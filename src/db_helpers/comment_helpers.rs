use chrono::Utc;
use sqlx::SqlitePool;

use crate::{
    data_formats::{CommentFilter, PageRequest, Paginated},
    errors::RequestError,
    models::{Comment, NewComment, Post},
};

/// A freshly written comment along with what notifications need to know.
#[derive(Debug)]
pub struct CreatedComment {
    pub comment: Comment,
    pub post: Post,
    pub replied: Option<Comment>,
}

pub async fn get_comment_by_id(
    pool: &SqlitePool,
    id: i64,
) -> Result<Option<Comment>, RequestError> {
    let comment = sqlx::query_as::<_, Comment>("SELECT * FROM comments WHERE id = $1")
        .bind(id)
        .fetch_optional(pool)
        .await?;
    Ok(comment)
}

/// Writes a new comment. With `replied_id` the comment is threaded under that
/// comment and lands on its post. Fails when the target post is missing or
/// has comments disabled.
pub async fn create_comment_in_db(
    pool: &SqlitePool,
    new: NewComment,
    replied_id: Option<i64>,
) -> Result<CreatedComment, RequestError> {
    let mut tx = pool.begin().await?;

    let (new, replied) = match replied_id {
        Some(replied_id) => {
            let replied = sqlx::query_as::<_, Comment>("SELECT * FROM comments WHERE id = $1")
                .bind(replied_id)
                .fetch_optional(&mut tx)
                .await?;
            match replied {
                Some(replied) => (new.reply_to(&replied), Some(replied)),
                None => return Err(RequestError::NotFound("Comment not found")),
            }
        }
        None => (new, None),
    };

    let post = sqlx::query_as::<_, Post>("SELECT * FROM posts WHERE id = $1")
        .bind(new.post_id)
        .fetch_optional(&mut tx)
        .await?;
    let post = match post {
        Some(post) => post,
        None => return Err(RequestError::NotFound("Post not found")),
    };
    if post.no_comment {
        return Err(RequestError::Forbidden("Comment is disabled."));
    }

    let comment = sqlx::query_as::<_, Comment>(
        r#"
        INSERT INTO comments (author, email, site, body, created_time, updated_time,
                              reviewed, reviewed_time, from_admin, replied_id, post_id)
        VALUES ($1, $2, $3, $4, $5, $6, $7, $8, $9, $10, $11)
        RETURNING *
        "#,
    )
    .bind(new.author)
    .bind(new.email)
    .bind(new.site)
    .bind(new.body)
    .bind(new.created_time)
    .bind(new.created_time)
    .bind(new.reviewed)
    .bind(new.reviewed_time)
    .bind(new.from_admin)
    .bind(new.replied_id)
    .bind(new.post_id)
    .fetch_one(&mut tx)
    .await?;
    tx.commit().await?;

    tracing::info!(
        comment = comment.id,
        post = post.id,
        reply_to = ?comment.replied_id,
        from_admin = comment.from_admin,
        "comment created"
    );
    Ok(CreatedComment {
        comment,
        post,
        replied,
    })
}

/// Published comments of a post, oldest first.
pub async fn list_reviewed_comments_for_post(
    pool: &SqlitePool,
    post_id: i64,
    page: PageRequest,
) -> Result<Paginated<Comment>, RequestError> {
    let total = reviewed_count(pool, post_id).await?;
    let comments = sqlx::query_as::<_, Comment>(
        r#"
        SELECT * FROM comments
        WHERE post_id = $1 AND reviewed = 1
        ORDER BY created_time ASC, id ASC
        LIMIT $2 OFFSET $3
        "#,
    )
    .bind(post_id)
    .bind(page.limit())
    .bind(page.offset())
    .fetch_all(pool)
    .await?;
    Ok(Paginated::new(comments, page, total))
}

pub async fn reviewed_count(pool: &SqlitePool, post_id: i64) -> Result<i64, RequestError> {
    let count: i64 =
        sqlx::query_scalar("SELECT COUNT(*) FROM comments WHERE post_id = $1 AND reviewed = 1")
            .bind(post_id)
            .fetch_one(pool)
            .await?;
    Ok(count)
}

pub async fn count_unread_comments(pool: &SqlitePool) -> Result<i64, RequestError> {
    let count: i64 = sqlx::query_scalar("SELECT COUNT(*) FROM comments WHERE reviewed = 0")
        .fetch_one(pool)
        .await?;
    Ok(count)
}

/// The moderation listing, newest first.
pub async fn list_comments_for_review(
    pool: &SqlitePool,
    filter: CommentFilter,
    page: PageRequest,
) -> Result<Paginated<Comment>, RequestError> {
    let predicate = match filter {
        CommentFilter::All => "",
        CommentFilter::Unread => "WHERE reviewed = 0",
        CommentFilter::AdminAuthored => "WHERE from_admin = 1",
    };
    let total: i64 = sqlx::query_scalar(&format!("SELECT COUNT(*) FROM comments {}", predicate))
        .fetch_one(pool)
        .await?;
    let query = format!(
        "SELECT * FROM comments {} ORDER BY created_time DESC, id DESC LIMIT $1 OFFSET $2",
        predicate
    );
    let comments = sqlx::query_as::<_, Comment>(&query)
        .bind(page.limit())
        .bind(page.offset())
        .fetch_all(pool)
        .await?;
    Ok(Paginated::new(comments, page, total))
}

pub async fn approve_comment_in_db(pool: &SqlitePool, id: i64) -> Result<Comment, RequestError> {
    let mut tx = pool.begin().await?;
    let comment = sqlx::query_as::<_, Comment>("SELECT * FROM comments WHERE id = $1")
        .bind(id)
        .fetch_optional(&mut tx)
        .await?;
    let mut comment = match comment {
        Some(comment) => comment,
        None => return Err(RequestError::NotFound("Comment not found")),
    };
    comment.review(Utc::now());
    sqlx::query("UPDATE comments SET reviewed = $1, reviewed_time = $2 WHERE id = $3")
        .bind(comment.reviewed)
        .bind(comment.reviewed_time)
        .bind(comment.id)
        .execute(&mut tx)
        .await?;
    tx.commit().await?;
    Ok(comment)
}

/// Publishes every pending comment in one transaction: all of them change or
/// none do. Returns how many were published.
pub async fn approve_all_pending_in_db(pool: &SqlitePool) -> Result<usize, RequestError> {
    let mut tx = pool.begin().await?;
    let pending = sqlx::query_as::<_, Comment>("SELECT * FROM comments WHERE reviewed = 0")
        .fetch_all(&mut tx)
        .await?;
    let now = Utc::now();
    for mut comment in pending.iter().cloned() {
        comment.review(now);
        sqlx::query("UPDATE comments SET reviewed = $1, reviewed_time = $2 WHERE id = $3")
            .bind(comment.reviewed)
            .bind(comment.reviewed_time)
            .bind(comment.id)
            .execute(&mut tx)
            .await?;
    }
    tx.commit().await?;
    tracing::info!(count = pending.len(), "approved pending comments");
    Ok(pending.len())
}

/// A comment and every reply below it, as `subtree(id)`.
const THREAD_CTE: &str = r#"
    WITH RECURSIVE subtree(id) AS (
        SELECT id FROM comments WHERE id = $1
        UNION ALL
        SELECT comments.id FROM comments JOIN subtree ON comments.replied_id = subtree.id
    )"#;

/// Deletes the comment and every reply below it. Returns the number of rows
/// removed.
pub async fn delete_comment_in_db(pool: &SqlitePool, id: i64) -> Result<u64, RequestError> {
    let mut tx = pool.begin().await?;
    let exists: Option<i64> = sqlx::query_scalar("SELECT id FROM comments WHERE id = $1")
        .bind(id)
        .fetch_optional(&mut tx)
        .await?;
    if exists.is_none() {
        return Err(RequestError::NotFound("Comment not found"));
    }
    // rows_affected() misses rows removed by ON DELETE CASCADE.
    let deleted: i64 =
        sqlx::query_scalar(&format!("{} SELECT COUNT(*) FROM subtree", THREAD_CTE))
            .bind(id)
            .fetch_one(&mut tx)
            .await?;
    sqlx::query(&format!(
        "{} DELETE FROM comments WHERE id IN (SELECT id FROM subtree)",
        THREAD_CTE
    ))
    .bind(id)
    .execute(&mut tx)
    .await?;
    tx.commit().await?;
    tracing::info!(comment = id, deleted, "deleted comment thread");
    Ok(deleted as u64)
}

━━━━━━━━━━━━━━━━━━━━

Return each line of the data above verbatim.

filename src/db_helpers/comment_helpers.rs
use chrono::Utc;
use sqlx::SqlitePool;

use crate::{
    data_formats::{CommentFilter, PageRequest, Paginated},
    errors::RequestError,
    models::{Comment, NewComment, Post},
};

/// A freshly written comment along with what notifications need to know.
#[derive(Debug)]
pub struct CreatedComment {
    pub comment: Comment,
    pub post: Post,
    pub replied: Option<Comment>,
}

pub async fn get_comment_by_id(
    pool: &SqlitePool,
    id: i64,
) -> Result<Option<Comment>, RequestError> {
    let comment = sqlx::query_as::<_, Comment>("SELECT * FROM comments WHERE id = $1")
        .bind(id)
        .fetch_optional(pool)
        .await?;
    Ok(comment)
}

/// Writes a new comment. With `replied_id` the comment is threaded under that
/// comment and lands on its post. Fails when the target post is missing or
/// has comments disabled.
pub async fn create_comment_in_db(
    pool: &SqlitePool,
    new: NewComment,
    replied_id: Option<i64>,
) -> Result<CreatedComment, RequestError> {
    let mut tx = pool.begin().await?;

    let (new, replied) = match replied_id {
        Some(replied_id) => {
            let replied = sqlx::query_as::<_, Comment>("SELECT * FROM comments WHERE id = $1")
                .bind(replied_id)
                .fetch_optional(&mut tx)
                .await?;
            match replied {
                Some(replied) => (new.reply_to(&replied), Some(replied)),
                None => return Err(RequestError::NotFound("Comment not found")),
            }
        }
        None => (new, None),
    };

    let post = sqlx::query_as::<_, Post>("SELECT * FROM posts WHERE id = $1")
        .bind(new.post_id)
        .fetch_optional(&mut tx)
        .await?;
    let post = match post {
        Some(post) => post,
        None => return Err(RequestError::NotFound("Post not found")),
    };
    if post.no_comment {
        return Err(RequestError::Forbidden("Comment is disabled."));
    }

    let comment = sqlx::query_as::<_, Comment>(
        r#"
        INSERT INTO comments (author, email, site, body, created_time, updated_time,
                              reviewed, reviewed_time, from_admin, replied_id, post_id)
        VALUES ($1, $2, $3, $4, $5, $6, $7, $8, $9, $10, $11)
        RETURNING *
        "#,
    )
    .bind(new.author)
    .bind(new.email)
    .bind(new.site)
    .bind(new.body)
    .bind(new.created_time)
    .bind(new.created_time)
    .bind(new.reviewed)
    .bind(new.reviewed_time)
    .bind(new.from_admin)
    .bind(new.replied_id)
    .bind(new.post_id)
    .fetch_one(&mut tx)
    .await?;
    tx.commit().await?;

    tracing::info!(
        comment = comment.id,
        post = post.id,
        reply_to = ?comment.replied_id,
        from_admin = comment.from_admin,
        "comment created"
    );
    Ok(CreatedComment {
        comment,
        post,
        replied,
    })
}

/// Published comments of a post, oldest first.
pub async fn list_reviewed_comments_for_post(
    pool: &SqlitePool,
    post_id: i64,
    page: PageRequest,
) -> Result<Paginated<Comment>, RequestError> {
    let total = reviewed_count(pool, post_id).await?;
    let comments = sqlx::query_as::<_, Comment>(
        r#"
        SELECT * FROM comments
        WHERE post_id = $1 AND reviewed = 1
        ORDER BY created_time ASC, id ASC
        LIMIT $2 OFFSET $3
        "#,
    )
    .bind(post_id)
    .bind(page.limit())
    .bind(page.offset())
    .fetch_all(pool)
    .await?;
    Ok(Paginated::new(comments, page, total))
}

pub async fn reviewed_count(pool: &SqlitePool, post_id: i64) -> Result<i64, RequestError> {
    let count: i64 =
        sqlx::query_scalar("SELECT COUNT(*) FROM comments WHERE post_id = $1 AND reviewed = 1")
            .bind(post_id)
            .fetch_one(pool)
            .await?;
    Ok(count)
}

pub async fn count_unread_comments(pool: &SqlitePool) -> Result<i64, RequestError> {
    let count: i64 = sqlx::query_scalar("SELECT COUNT(*) FROM comments WHERE reviewed = 0")
        .fetch_one(pool)
        .await?;
    Ok(count)
}

/// The moderation listing, newest first.
pub async fn list_comments_for_review(
    pool: &SqlitePool,
    filter: CommentFilter,
    page: PageRequest,
) -> Result<Paginated<Comment>, RequestError> {
    let predicate = match filter {
        CommentFilter::All => "",
        CommentFilter::Unread => "WHERE reviewed = 0",
        CommentFilter::AdminAuthored => "WHERE from_admin = 1",
    };
    let total: i64 = sqlx::query_scalar(&format!("SELECT COUNT(*) FROM comments {}", predicate))
        .fetch_one(pool)
        .await?;
    let query = format!(
        "SELECT * FROM comments {} ORDER BY created_time DESC, id DESC LIMIT $1 OFFSET $2",
        predicate
    );
    let comments = sqlx::query_as::<_, Comment>(&query)
        .bind(page.limit())
        .bind(page.offset())
        .fetch_all(pool)
        .await?;
    Ok(Paginated::new(comments, page, total))
}

pub async fn approve_comment_in_db(pool: &SqlitePool, id: i64) -> Result<Comment, RequestError> {
    let mut tx = pool.begin().await?;
    let comment = sqlx::query_as::<_, Comment>("SELECT * FROM comments WHERE id = $1")
        .bind(id)
        .fetch_optional(&mut tx)
        .await?;
    let mut comment = match comment {
        Some(comment) => comment,
        None => return Err(RequestError::NotFound("Comment not found")),
    };
    comment.review(Utc::now());
    sqlx::query("UPDATE comments SET reviewed = $1, reviewed_time = $2 WHERE id = $3")
        .bind(comment.reviewed)
        .bind(comment.reviewed_time)
        .bind(comment.id)
        .execute(&mut tx)
        .await?;
    tx.commit().await?;
    Ok(comment)
}

/// Publishes every pending comment in one transaction: all of them change or
/// none do. Returns how many were published.
pub async fn approve_all_pending_in_db(pool: &SqlitePool) -> Result<usize, RequestError> {
    let mut tx = pool.begin().await?;
    let pending = sqlx::query_as::<_, Comment>("SELECT * FROM comments WHERE reviewed = 0")
        .fetch_all(&mut tx)
        .await?;
    let now = Utc::now();
    for mut comment in pending.iter().cloned() {
        comment.review(now);
        sqlx::query("UPDATE comments SET reviewed = $1, reviewed_time = $2 WHERE id = $3")
            .bind(comment.reviewed)
            .bind(comment.reviewed_time)
            .bind(comment.id)
            .execute(&mut tx)
            .await?;
    }
    tx.commit().await?;
    tracing::info!(count = pending.len(), "approved pending comments");
    Ok(pending.len())
}

/// A comment and every reply below it, as `subtree(id)`.
const THREAD_CTE: &str = r#"
    WITH RECURSIVE subtree(id) AS (
        SELECT id FROM comments WHERE id = $1
        UNION ALL
        SELECT comments.id FROM comments JOIN subtree ON comments.replied_id = subtree.id
    )"#;

/// Deletes the comment and every reply below it. Returns the number of rows
/// removed.
pub async fn delete_comment_in_db(pool: &SqlitePool, id: i64) -> Result<u64, RequestError> {
    let mut tx = pool.begin().await?;
    let exists: Option<i64> = sqlx::query_scalar("SELECT id FROM comments WHERE id = $1")
        .bind(id)
        .fetch_optional(&mut tx)
        .await?;
    if exists.is_none() {
        return Err(RequestError::NotFound("Comment not found"));
    }
    // rows_affected() misses rows removed by ON DELETE CASCADE.
    let deleted: i64 =
        sqlx::query_scalar(&format!("{} SELECT COUNT(*) FROM subtree", THREAD_CTE))
            .bind(id)
            .fetch_one(&mut tx)
            .await?;
    sqlx::query(&format!(
        "{} DELETE FROM comments WHERE id IN (SELECT id FROM subtree)",
        THREAD_CTE
    ))
    .bind(id)
    .execute(&mut tx)
    .await?;
    tx.commit().await?;
    tracing::info!(comment = id, deleted, "deleted comment thread");
    Ok(deleted as u64)
}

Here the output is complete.